**Task data**:
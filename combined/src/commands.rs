//! Command handlers. Each returns the provider's answer as JSON.

use serde::Serialize;
use serde_json::Value;

use common::{AppError, AppResult};
use data_provider::DataProvider;
use domain::{
    CreateParams, DeleteManyParams, DeleteParams, Filter, GetManyParams, GetManyReferenceParams,
    GetOneParams, Identifier, Query, Record, UpdateManyParams, UpdateParams,
};

use crate::cli::{Commands, QueryArgs};

/// Execute a command against a provider
pub async fn execute(command: Commands, provider: &dyn DataProvider) -> AppResult<Value> {
    match command {
        Commands::List(args) => {
            let query = build_query(args.query)?;
            to_json(provider.get_list(&args.resource, query).await?)
        }
        Commands::Get(args) => {
            let params = GetOneParams {
                id: args.id.into(),
            };
            to_json(provider.get_one(&args.resource, params).await?)
        }
        Commands::GetMany(args) => {
            let params = GetManyParams {
                ids: identifiers(args.ids),
            };
            to_json(provider.get_many(&args.resource, params).await?)
        }
        Commands::References(args) => {
            let params = GetManyReferenceParams {
                target: args.target,
                id: args.id.into(),
                query: build_query(args.query)?,
            };
            to_json(provider.get_many_reference(&args.resource, params).await?)
        }
        Commands::Create(args) => {
            let params = CreateParams {
                data: parse_object(&args.data, "data")?,
            };
            to_json(provider.create(&args.resource, params).await?)
        }
        Commands::Update(args) => {
            let params = UpdateParams {
                id: args.id.into(),
                data: parse_object(&args.data, "data")?,
                previous_data: None,
            };
            to_json(provider.update(&args.resource, params).await?)
        }
        Commands::UpdateMany(args) => {
            let params = UpdateManyParams {
                ids: identifiers(args.ids),
                data: parse_object(&args.data, "data")?,
            };
            to_json(provider.update_many(&args.resource, params).await?)
        }
        Commands::Delete(args) => {
            let params = DeleteParams {
                id: args.id.into(),
                previous_data: None,
            };
            to_json(provider.delete(&args.resource, params).await?)
        }
        Commands::DeleteMany(args) => {
            let params = DeleteManyParams {
                ids: identifiers(args.ids),
            };
            to_json(provider.delete_many(&args.resource, params).await?)
        }
        Commands::Seed(args) => {
            let raw = tokio::fs::read_to_string(&args.file).await.map_err(|e| {
                AppError::validation(format!("cannot read {}: {}", args.file.display(), e))
            })?;
            let records: Vec<Record> = serde_json::from_str(&raw).map_err(|e| {
                AppError::validation(format!("{} is not a JSON array of objects: {}", args.file.display(), e))
            })?;

            let mut created = Vec::with_capacity(records.len());
            for data in records {
                let result = provider
                    .create(&args.resource, CreateParams { data })
                    .await?;
                created.extend(Identifier::of(&result.data));
            }
            tracing::info!(resource = %args.resource, count = created.len(), "Seeded records");
            to_json(created)
        }
    }
}

fn build_query(args: QueryArgs) -> AppResult<Query> {
    let mut query = Query::new().paginate(args.page, args.per_page);
    query.sort = args.sort;
    query.search = args.search;
    if let Some(filter) = args.filter {
        query.filter = parse_object::<Filter>(&filter, "filter")?;
    }
    Ok(query)
}

fn parse_object<T: serde::de::DeserializeOwned>(raw: &str, what: &str) -> AppResult<T> {
    serde_json::from_str(raw)
        .map_err(|e| AppError::validation(format!("{} must be a JSON object: {}", what, e)))
}

fn identifiers(ids: Vec<String>) -> Vec<Identifier> {
    ids.into_iter().map(Identifier::from).collect()
}

fn to_json<T: Serialize>(value: T) -> AppResult<Value> {
    serde_json::to_value(value).map_err(|e| AppError::internal(e.to_string()))
}

#[cfg(test)]
mod tests {
    use super::*;
    use crate::cli::Cli;
    use clap::Parser;
    use data_provider::LocalProvider;
    use serde_json::json;

    fn command(args: &[&str]) -> Commands {
        let mut argv = vec!["resource-admin"];
        argv.extend_from_slice(args);
        Cli::try_parse_from(argv).unwrap().command
    }

    #[tokio::test]
    async fn test_create_then_list() {
        let provider = LocalProvider::new();

        let created = execute(
            command(&["create", "users", r#"{"name":"Alice","role":"admin"}"#]),
            &provider,
        )
        .await
        .unwrap();
        assert_eq!(created["data"]["id"], json!(1));

        let listed = execute(
            command(&["list", "users", "--filter", r#"{"role":"adm"}"#]),
            &provider,
        )
        .await
        .unwrap();
        assert_eq!(listed["total"], json!(1));
        assert_eq!(listed["totalPages"], json!(1));
    }

    #[tokio::test]
    async fn test_seed_from_file() {
        let dir = tempfile::tempdir().unwrap();
        let file = dir.path().join("users.json");
        std::fs::write(&file, r#"[{"name":"Alice"},{"name":"Bob"}]"#).unwrap();
        let provider = LocalProvider::new();

        let ids = execute(
            command(&["seed", "users", file.to_str().unwrap()]),
            &provider,
        )
        .await
        .unwrap();
        assert_eq!(ids, json!(["1", "2"]));
    }

    #[tokio::test]
    async fn test_invalid_json_is_a_validation_error() {
        let provider = LocalProvider::new();
        let err = execute(command(&["create", "users", "not json"]), &provider)
            .await
            .unwrap_err();
        assert_eq!(err.code(), "VALIDATION_ERROR");
    }

    #[tokio::test]
    async fn test_missing_record_is_not_found() {
        let provider = LocalProvider::new();
        let err = execute(command(&["delete", "users", "7"]), &provider)
            .await
            .unwrap_err();
        assert!(err.is_not_found());
    }
}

**How to complete this task**:
Look through the material above and pick out each line holding the word "CreateParams".

**Your solution**:
    CreateParams, DeleteManyParams, DeleteParams, Filter, GetManyParams, GetManyReferenceParams,
            let params = CreateParams {
                    .create(&args.resource, CreateParams { data })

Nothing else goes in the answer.